He sat down on the edge of the bed. “This happens, sometimes,” was all he could think to say. From behind, she embraced him; he let himself be embraced.

The pair continued to date. He did, in fact, drop the creative writing course, as did she, but the young man held onto writing fiction – ‘as an outlet’, were the words to his Confessor, but the stories he produced tried for a sincerity not quite his own. Perspectives of starving migrants, transgender women dying from botched surgeries, housewives with husbands monotonous in their cruelty. He laboured especially over the trans woman story: in its final moments, as its protagonist died of a blood infection, she was comforted by the fact she was dying, at least, ‘as herself’. He sent the story to several student magazines, but none published it. Only the young woman seemed to appreciate his work. “Raw,” she called it. At such times, he outright disliked her.

The erectile dysfunction episode convinced the young man he needed to stay with her at least long enough to figure out what was wrong with him, how to fix it. But the sex never became more enjoyable: over the consequent months of their relationship it actually got worse, the act becoming so taxing he couldn’t even get hard without whole minutes of preliminary masturbation as the young woman stroked his chest in ever-more-stilted patterns. He wondered if his lie about his virginity wasn’t the cause. It was a secret kept too long to reveal now, but the young man wondered if he could cure himself by going home with another girl – or, pragmatically, hiring an escort – and telling her it was his first time. Perhaps what he’d missed was just this: the pitying benevolence of the ordinary woman, the smothered amusement of the professional. He would never follow up on this thought. Even after he’d devised a way to bring himself to climax with some regularity – he would close his eyes, as if in a transport of passion, and pretend he was masturbating – sex would end with him exhausted, sad, feeling as if something had been stolen from him. The time afterwards was his only comfort: that stretched moment in the paired tides of their soft breath when both lost their sexes, ages, names. For that moment alone, he half-prostituted himself to her.
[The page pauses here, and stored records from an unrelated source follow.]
impl PendingSubmission {
    /// Resolves the resume and calls `create_application` exactly once.
    ///
    /// A failed profile-resume download is reported as a warning and the
    /// application goes out without a resume.
    pub async fn execute(
        self,
        backend: &dyn JobBoardBackend,
    ) -> Result<SubmissionReceipt, AppError> {
        let mut warnings = Vec::new();

        let payload = match self.resume {
            Some(ResumeSource::Uploaded(file)) => self.payload.with_resume(file),
            Some(ResumeSource::Profile { url, first_name }) => {
                match backend.fetch_binary(&url).await {
                    Ok(fetched) => {
                        let ext = resume_extension(fetched.content_type.as_deref(), &url);
                        let content_type = fetched
                            .content_type
                            .unwrap_or_else(|| content_type_for(&ext).to_string());
                        self.payload.with_resume(ResumeFile {
                            file_name: profile_resume_file_name(
                                &first_name,
                                &ext,
                                self.requested_at.timestamp_millis(),
                            ),
                            content_type,
                            bytes: fetched.bytes,
                        })
                    }
                    Err(e) => {
                        warn!("Could not download profile resume from {url}: {e}");
                        warnings.push(
                            "Your profile resume could not be attached; the application was sent without it"
                                .to_string(),
                        );
                        self.payload
                    }
                }
            }
            None => self.payload,
        };

        let resume_attached = payload.resume().is_some();
        let application = backend.create_application(&self.job_id, &payload).await?;

        info!(
            "Submitted application for job {} (match score {}, resume attached: {})",
            self.job_id,
            payload.match_score(),
            resume_attached
        );

        Ok(SubmissionReceipt {
            application,
            match_score: payload.match_score(),
            resume_attached,
            warnings,
        })
    }
}

/// `profile_resume_<firstname>_<timestamp>.<ext>`
pub fn profile_resume_file_name(first_name: &str, ext: &str, timestamp_ms: i64) -> String {
    let name: String = first_name
        .trim()
        .chars()
        .map(|c| if c.is_alphanumeric() { c } else { '_' })
        .collect();
    let name = if name.is_empty() { "applicant".to_string() } else { name };
    format!("profile_resume_{name}_{timestamp_ms}.{ext}")
}

/// Picks a file extension from the reported content type, then the URL,
/// falling back to `pdf`.
pub fn resume_extension(content_type: Option<&str>, url: &str) -> String {
    let mime = content_type
        .and_then(|ct| ct.split(';').next())
        .map(|ct| ct.trim().to_lowercase());

    let from_mime = match mime.as_deref() {
        Some("application/pdf") => Some("pdf"),
        Some("application/msword") => Some("doc"),
        Some("application/vnd.openxmlformats-officedocument.wordprocessingml.document") => {
            Some("docx")
        }
        Some("text/plain") => Some("txt"),
        _ => None,
    };
    if let Some(ext) = from_mime {
        return ext.to_string();
    }

    let path = url.split(['?', '#']).next().unwrap_or_default();
    let last_segment = path.rsplit('/').next().unwrap_or_default();
    match last_segment.rsplit_once('.') {
        Some((stem, ext))
            if !stem.is_empty()
                && (1..=5).contains(&ext.len())
                && ext.chars().all(|c| c.is_ascii_alphanumeric()) =>
        {
            ext.to_lowercase()
        }
        _ => "pdf".to_string(),
    }
}

fn content_type_for(ext: &str) -> &'static str {
    match ext {
        "pdf" => "application/pdf",
        "doc" => "application/msword",
        "docx" => "application/vnd.openxmlformats-officedocument.wordprocessingml.document",
        "txt" => "text/plain",
        _ => "application/octet-stream",
    }
}
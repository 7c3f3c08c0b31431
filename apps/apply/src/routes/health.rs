use axum::{extract::State, Json};
use serde_json::{json, Value};

use crate::state::AppState;

/// GET /health
/// Returns a simple status object with service version and open form count.
pub async fn health_handler(State(state): State<AppState>) -> Json<Value> {
    Json(json!({
        "status": "ok",
        "version": env!("CARGO_PKG_VERSION"),
        "service": "apply",
        "open_forms": state.sessions.len().await
    }))
}
//! Match Score: converts the current skill ratings into a 0–100 percentage.
//!
//! Algorithm:
//! 1. Each required skill contributes `rating` to `earned` and 5 to `possible`.
//!    An unrated (0) skill still counts toward `possible`.
//! 2. When custom skills exist and the job has requirements text, every custom
//!    skill adds 3 to `possible`; custom skills whose name appears in the
//!    requirements (case-insensitive substring) also add 3 to `earned`.
//! 3. `possible == 0` → 0, otherwise `round(100 * earned / possible)`, capped at 100.

use serde::Serialize;

use crate::application::skill_rating::{CustomSkill, SkillRating, MAX_RATING};

/// Points a custom skill adds to `possible`, and to `earned` when it matches.
pub const CUSTOM_SKILL_BONUS: u32 = 3;

#[derive(Debug, Clone, Default, PartialEq, Eq, Serialize)]
pub struct MatchBreakdown {
    pub score: u8,
    pub earned: u32,
    pub possible: u32,
    pub matched_custom_skills: Vec<String>,
}

/// Computes the score together with the numbers that produced it.
pub fn compute_match_breakdown(
    required: &[SkillRating],
    custom: &[CustomSkill],
    requirements: &str,
) -> MatchBreakdown {
    let mut earned = 0_u32;
    let mut possible = 0_u32;

    for skill in required {
        earned += skill.rating.min(MAX_RATING) as u32;
        possible += MAX_RATING as u32;
    }

    let mut matched_custom_skills = Vec::new();
    let requirements_lower = requirements.to_lowercase();

    if !custom.is_empty() && !requirements.trim().is_empty() {
        for skill in custom {
            possible += CUSTOM_SKILL_BONUS;
            if requirements_lower.contains(&skill.name.to_lowercase()) {
                earned += CUSTOM_SKILL_BONUS;
                matched_custom_skills.push(skill.name.clone());
            }
        }
    }

    MatchBreakdown {
        score: percentage(earned, possible),
        earned,
        possible,
        matched_custom_skills,
    }
}

/// Integer round-half-up of `100 * earned / possible`, capped at 100.
fn percentage(earned: u32, possible: u32) -> u8 {
    if possible == 0 {
        return 0;
    }
    let numerator = 200 * earned as u64 + possible as u64;
    let rounded = numerator / (2 * possible as u64);
    rounded.min(100) as u8
}

#[cfg(test)]
mod tests {
    use super::*;

    fn required(ratings: &[(&str, u8)]) -> Vec<SkillRating> {
        ratings
            .iter()
            .map(|(name, rating)| SkillRating {
                skill_name: name.to_string(),
                rating: *rating,
                is_required: true,
                is_custom: false,
            })
            .collect()
    }

    fn custom(name: &str, rating: u8) -> CustomSkill {
        CustomSkill {
            name: name.to_string(),
            rating,
            is_new: true,
        }
    }

    #[test]
    fn test_no_skills_scores_zero() {
        assert_eq!(compute_match_breakdown(&[], &[], "anything").score, 0);
    }

    #[test]
    fn test_custom_only_without_requirements_scores_zero() {
        let b = compute_match_breakdown(&[], &[custom("Docker", 4)], "");
        assert_eq!(b.possible, 0);
        assert_eq!(b.score, 0);
    }

    #[test]
    fn test_unrated_required_skill_lowers_score() {
        let b = compute_match_breakdown(&required(&[("A", 5), ("B", 0), ("C", 3)]), &[], "");
        assert_eq!(b.earned, 8);
        assert_eq!(b.possible, 15);
        assert_eq!(b.score, 53);
    }

    #[test]
    fn test_matching_custom_skill_adds_bonus_to_both() {
        let req = required(&[("A", 5), ("B", 0), ("C", 3)]);
        let text = "Experience with Docker required";

        let b = compute_match_breakdown(&req, &[custom("Docker", 4)], text);
        assert_eq!(b.earned, 11);
        assert_eq!(b.possible, 18);
        assert_eq!(b.matched_custom_skills, vec!["Docker".to_string()]);
        // 1100 / 18 = 61.1
        assert_eq!(b.score, 61);
    }

    #[test]
    fn test_unmatched_custom_skill_only_adds_possible() {
        let req = required(&[("A", 5), ("B", 0), ("C", 3)]);
        let b = compute_match_breakdown(&req, &[custom("Macrame", 5)], "Experience with Docker required");
        assert_eq!(b.earned, 8);
        assert_eq!(b.possible, 18);
        assert!(b.matched_custom_skills.is_empty());
        assert_eq!(b.score, 44);
    }

    #[test]
    fn test_custom_match_is_case_insensitive() {
        let b = compute_match_breakdown(&[], &[custom("docker", 3)], "DOCKER and Kubernetes");
        assert_eq!(b.score, 100);
    }

    #[test]
    fn test_rounds_half_up() {
        // 1/8 = 12.5% → 13
        assert_eq!(percentage(1, 8), 13);
        // 5/8 = 62.5% → 63
        assert_eq!(percentage(5, 8), 63);
        assert_eq!(percentage(2, 3), 67);
        assert_eq!(percentage(1, 3), 33);
    }

    #[test]
    fn test_score_is_capped_at_100() {
        assert_eq!(percentage(10, 5), 100);
        let b = compute_match_breakdown(&required(&[("A", 9)]), &[], "");
        assert_eq!(b.score, 100);
    }
}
But the young woman was more perceptive than she let on. The piston-stiffness that came into his body whenever they coupled couldn’t be ignored. Even when he took a passive position – when she’d had an un-tiring shift at the bookstore and agreed to ride him – his body was tense with barely-smothered unhappiness, like a cat that never settled no matter how you petted it. One night, with him having again milked an orgasm from himself, now unwinding beside her in that long, still silence, she turned to him and spoke.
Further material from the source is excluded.